Forgot your password?
Data Storage Software Linux

Ext4 Data Losses Explained, Worked Around 421

ddfall writes "H-Online has a follow-up on the Ext4 file system — Last week's news about data loss with the Linux Ext4 file system is explained and new solutions have been provided by Ted Ts'o to allow Ext4 to behave more like Ext3."
This discussion has been archived. No new comments can be posted.

Ext4 Data Losses Explained, Worked Around

Comments Filter:
  • by morgan_greywolf ( 835522 ) on Thursday March 19, 2009 @02:03PM (#27258933) Homepage Journal

    No, we don't salute them. If you ask me, now matter what Ted T'so says about it complying with the POSIX standard, sorry, but it's a bug if it causes known, popular applications to seriously break, IMHO.

    Broken is broken, whether we're talking about Ted T'so or Microsoft.

  • Re:LOL: Bug Report (Score:1, Interesting)

    by berend botje ( 1401731 ) on Thursday March 19, 2009 @02:15PM (#27259147)
    Ted Ts'o stresses in his answer to the bug report that Ext4 behaves precisely as demanded by the POSIX standard for file operations.

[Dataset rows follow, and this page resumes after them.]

//! Write batches

use serde_json::Value;
use uuid::Uuid;

use crate::{Collection, Fields};

/// A single write inside a batch
#[derive(Debug, Clone, PartialEq)]
pub enum WriteOp {
    /// Create a document. Fails the batch if the key already exists.
    Create {
        collection: Collection,
        key: String,
        fields: Fields,
    },
    /// Add `delta` to an integer field and merge `set` into the document.
    /// Fails the batch if the document does not exist.
    Increment {
        collection: Collection,
        key: String,
        field: String,
        delta: i64,
        set: Fields,
    },
}

impl WriteOp {
    pub fn collection(&self) -> Collection {
        match self {
            WriteOp::Create { collection, .. } | WriteOp::Increment { collection, .. } => {
                *collection
            }
        }
    }

    pub fn key(&self) -> &str {
        match self {
            WriteOp::Create { key, .. } | WriteOp::Increment { key, .. } => key,
        }
    }
}

/// Ordered set of writes committed atomically by a store
#[derive(Debug, Clone, Default, PartialEq)]
pub struct WriteBatch {
    ops: Vec<WriteOp>,
}

impl WriteBatch {
    pub fn new() -> Self {
        Self::default()
    }

    /// Queue a create. `None` generates a random key. Returns the key used.
    pub fn upsert_create(
        &mut self,
        collection: Collection,
        key: Option<String>,
        fields: Fields,
    ) -> String {
        let key = key.unwrap_or_else(|| Uuid::new_v4().simple().to_string());
        self.ops.push(WriteOp::Create {
            collection,
            key: key.clone(),
            fields,
        });
        key
    }

    /// Queue a counter increment with extra fields to overwrite
    pub fn upsert_increment(
        &mut self,
        collection: Collection,
        key: impl Into<String>,
        field: impl Into<String>,
        delta: i64,
        set: Fields,
    ) {
        self.ops.push(WriteOp::Increment {
            collection,
            key: key.into(),
            field: field.into(),
            delta,
            set,
        });
    }

    pub fn ops(&self) -> &[WriteOp] {
        &self.ops
    }

    pub fn len(&self) -> usize {
        self.ops.len()
    }

    pub fn is_empty(&self) -> bool {
        self.ops.is_empty()
    }
}

pub(crate) fn as_counter(value: Option<&Value>) -> Option<i64> {
    match value {
        None | Some(Value::Null) => Some(0),
        Some(v) => v.as_i64(),
    }
}
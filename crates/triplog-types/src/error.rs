//! Error types for triplog

use thiserror::Error;

/// Configuration-related errors
#[derive(Debug, Error)]
pub enum ConfigError {
    #[error("Configuration directory not found")]
    NotFound,

    #[error("Failed to parse configuration: {0}")]
    ParseError(String),

    #[error("Failed to save configuration: {0}")]
    SaveError(String),
}

/// Document store errors
///
/// `Conflict` and `Rejected` mean the write was not applied. `Unavailable`
/// means the outcome is unknown: the store may have applied the request
/// before the connection failed.
#[derive(Debug, Error)]
pub enum StoreError {
    #[error("Write conflict on {collection}/{key}")]
    Conflict { collection: String, key: String },

    #[error("Store rejected the request: {0}")]
    Rejected(String),

    #[error("Store unavailable: {0}")]
    Unavailable(String),

    #[error("Store data corrupted: {0}")]
    Corrupted(String),

    #[error("Store IO error: {0}")]
    Io(#[from] std::io::Error),

    #[error("Store JSON error: {0}")]
    Json(#[from] serde_json::Error),
}

impl StoreError {
    /// True when the store definitely did not apply the request
    pub fn is_definite(&self) -> bool {
        !matches!(self, StoreError::Unavailable(_))
    }

    pub fn is_conflict(&self) -> bool {
        matches!(self, StoreError::Conflict { .. })
    }
}

#[derive(Debug, Error)]
pub enum Error {
    #[error("IO error: {0}")]
    Io(#[from] std::io::Error),

    #[error("JSON error: {0}")]
    Json(#[from] serde_json::Error),

    #[error("Configuration error: {0}")]
    Config(#[from] ConfigError),

    #[error("Store error: {0}")]
    Store(#[from] StoreError),

    #[error("Not found: {0}")]
    NotFound(String),

    #[error("Invalid input: {0}")]
    InvalidInput(String),

    #[error("Submission failed: {0}")]
    Submission(String),
}

pub type Result<T> = std::result::Result<T, Error>;

#[cfg(test)]
mod tests {
    use super::*;

    #[test]
    fn test_unavailable_is_not_definite() {
        assert!(!StoreError::Unavailable("timeout".to_string()).is_definite());
        assert!(StoreError::Rejected("quota".to_string()).is_definite());
        assert!(StoreError::Conflict {
            collection: "vehicles".to_string(),
            key: "MH12AB1234".to_string(),
        }
        .is_conflict());
    }

    #[test]
    fn test_store_error_converts_into_error() {
        let err: Error = StoreError::Rejected("quota".to_string()).into();
        assert!(matches!(err, Error::Store(StoreError::Rejected(_))));
        assert_eq!(err.to_string(), "Store error: Store rejected the request: quota");
    }
}
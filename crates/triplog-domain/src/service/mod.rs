//! Domain services

pub mod trip_key;
pub mod validation;

pub use trip_key::TripKeyGenerator;
pub use validation::{normalize_party_name, normalize_vehicle_no, validate, MissingField, ValidationError};
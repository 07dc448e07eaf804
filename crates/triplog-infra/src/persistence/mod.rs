//! Persistence implementations
//!
//! This module provides document-store implementations of the repository traits.

mod document_entity_repo;

pub use document_entity_repo::DocumentEntityRepository;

    Mr Ts'o is mistaken about this. When he introduces optimasation features that other filesystems (Reiser, for example) have already tried and undone because it doesn't work he is not fit to write filing systems. First learn how others did it, then do it better.

    With Ext4 now proven unstable, the only viable new filesystem is ZFS. Or just stick with ext3 or UFS.
  • Bad POSIX (Score:5, Interesting)

    by Skapare ( 16644 ) on Thursday March 19, 2009 @03:01PM (#27259823) Homepage

    Ext4, on the other hand, has another mechanism: delayed block allocation. After a file has been closed, up to a minute may elapse before data blocks on the disk are actually allocated. Delayed block allocation allows the filing system to optimise its write processes, but at the price that the metadata of a newly created file will display a size of 0 bytes and occupy no data blocks until the delayed allocation takes place. If the system crashes during this time, the rename() operation may already be committed in the journal, even though the new file still contains no data. The result is that after a crash the file is empty: both the old and the new data have been lost.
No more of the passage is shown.